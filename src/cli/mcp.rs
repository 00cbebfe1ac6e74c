//! MCP CLI commands
//!
//! `baton mcp` - Inspect and edit the MCP server manifest

use super::McpCommands;
use crate::app::{load_manifest, App};
use anyhow::{bail, Context, Result};
use baton_core::Error;
use baton_tools::mcp::{InitOptions, McpManifest, ServerCatalogEntry};
use std::path::Path;

/// Run mcp command
pub async fn run(app: &App, cmd: McpCommands) -> Result<()> {
    let manifest_path = app.config.mcp.manifest.as_path();
    match cmd {
        McpCommands::List { all } => list(app, all).await,
        McpCommands::Import { file, overwrite } => {
            let incoming = load_manifest(&file)?;
            let mut manifest = app.manifest()?;
            let imported = manifest.import(incoming, overwrite);
            save(&manifest, manifest_path)?;
            if imported.is_empty() {
                println!("⚠️  Nothing imported (use --overwrite to replace existing servers)");
            } else {
                println!("✅ Imported: {}", imported.join(", "));
            }
            Ok(())
        }
        McpCommands::Export { file, servers } => {
            let manifest = app.manifest()?;
            if let Some(missing) = servers.iter().find(|s| !manifest.mcp_servers.contains_key(*s)) {
                bail!("MCP server '{missing}' is not in {}", manifest_path.display());
            }
            let exported = manifest.export(&servers);
            save(&exported, &file)?;
            println!(
                "✅ Exported {} servers to {}",
                exported.mcp_servers.len(),
                file.display()
            );
            Ok(())
        }
        McpCommands::Allow { name } => set_allowed(app, &name, true),
        McpCommands::Block { name } => set_allowed(app, &name, false),
    }
}

fn save(manifest: &McpManifest, path: &Path) -> Result<()> {
    manifest
        .save(path)
        .with_context(|| format!("Failed to write MCP manifest {}", path.display()))
}

fn set_allowed(app: &App, name: &str, allowed: bool) -> Result<()> {
    let mut manifest = app.manifest()?;
    if !manifest.set_allowed(name, allowed) {
        bail!(
            "MCP server '{name}' is not in {}",
            app.config.mcp.manifest.display()
        );
    }
    save(&manifest, &app.config.mcp.manifest)?;
    let verb = if allowed { "allowed" } else { "blocked" };
    println!("✅ MCP server '{name}' {verb}");
    Ok(())
}

async fn list(app: &App, all: bool) -> Result<()> {
    // Independent of any run: blocked servers are visible with --all
    let client = app.mcp_client()?;
    if client.configs().is_empty() {
        println!(
            "⚠️  No MCP servers in {}",
            app.config.mcp.manifest.display()
        );
        return Ok(());
    }

    let options = if all {
        InitOptions::all()
    } else {
        InitOptions::default()
    };
    let init = client.init(options).await.map_err(Error::from);
    let servers = client.get_all_servers().await;
    client.close().await;
    init?;

    for server in servers.iter().filter(|s| all || s.allowed) {
        print_server(server);
    }
    Ok(())
}

fn print_server(server: &ServerCatalogEntry) {
    let status = match (server.reachable, server.allowed) {
        (true, _) => "🟢",
        (false, true) => "🔴",
        (false, false) => "⛔",
    };
    println!("{status} {} ({})", server.name, server.transport);
    if !server.allowed {
        println!("   blocked");
    }
    if let Some(error) = &server.error {
        println!("   error: {error}");
    }
    for tool in &server.tools {
        if tool.description.is_empty() {
            println!("   🔧 {}", tool.name);
        } else {
            println!("   🔧 {} - {}", tool.name, tool.description);
        }
    }
    if !server.resources.is_empty() {
        println!("   📄 {} resources", server.resources.len());
    }
    if !server.prompts.is_empty() {
        println!("   💬 {} prompts", server.prompts.len());
    }
}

***

= Work required =
From the data above, copy each line that has the string "status".

= Expected answer =
    let status = match (server.reachable, server.allowed) {
    println!("{status} {} ({})", server.name, server.transport);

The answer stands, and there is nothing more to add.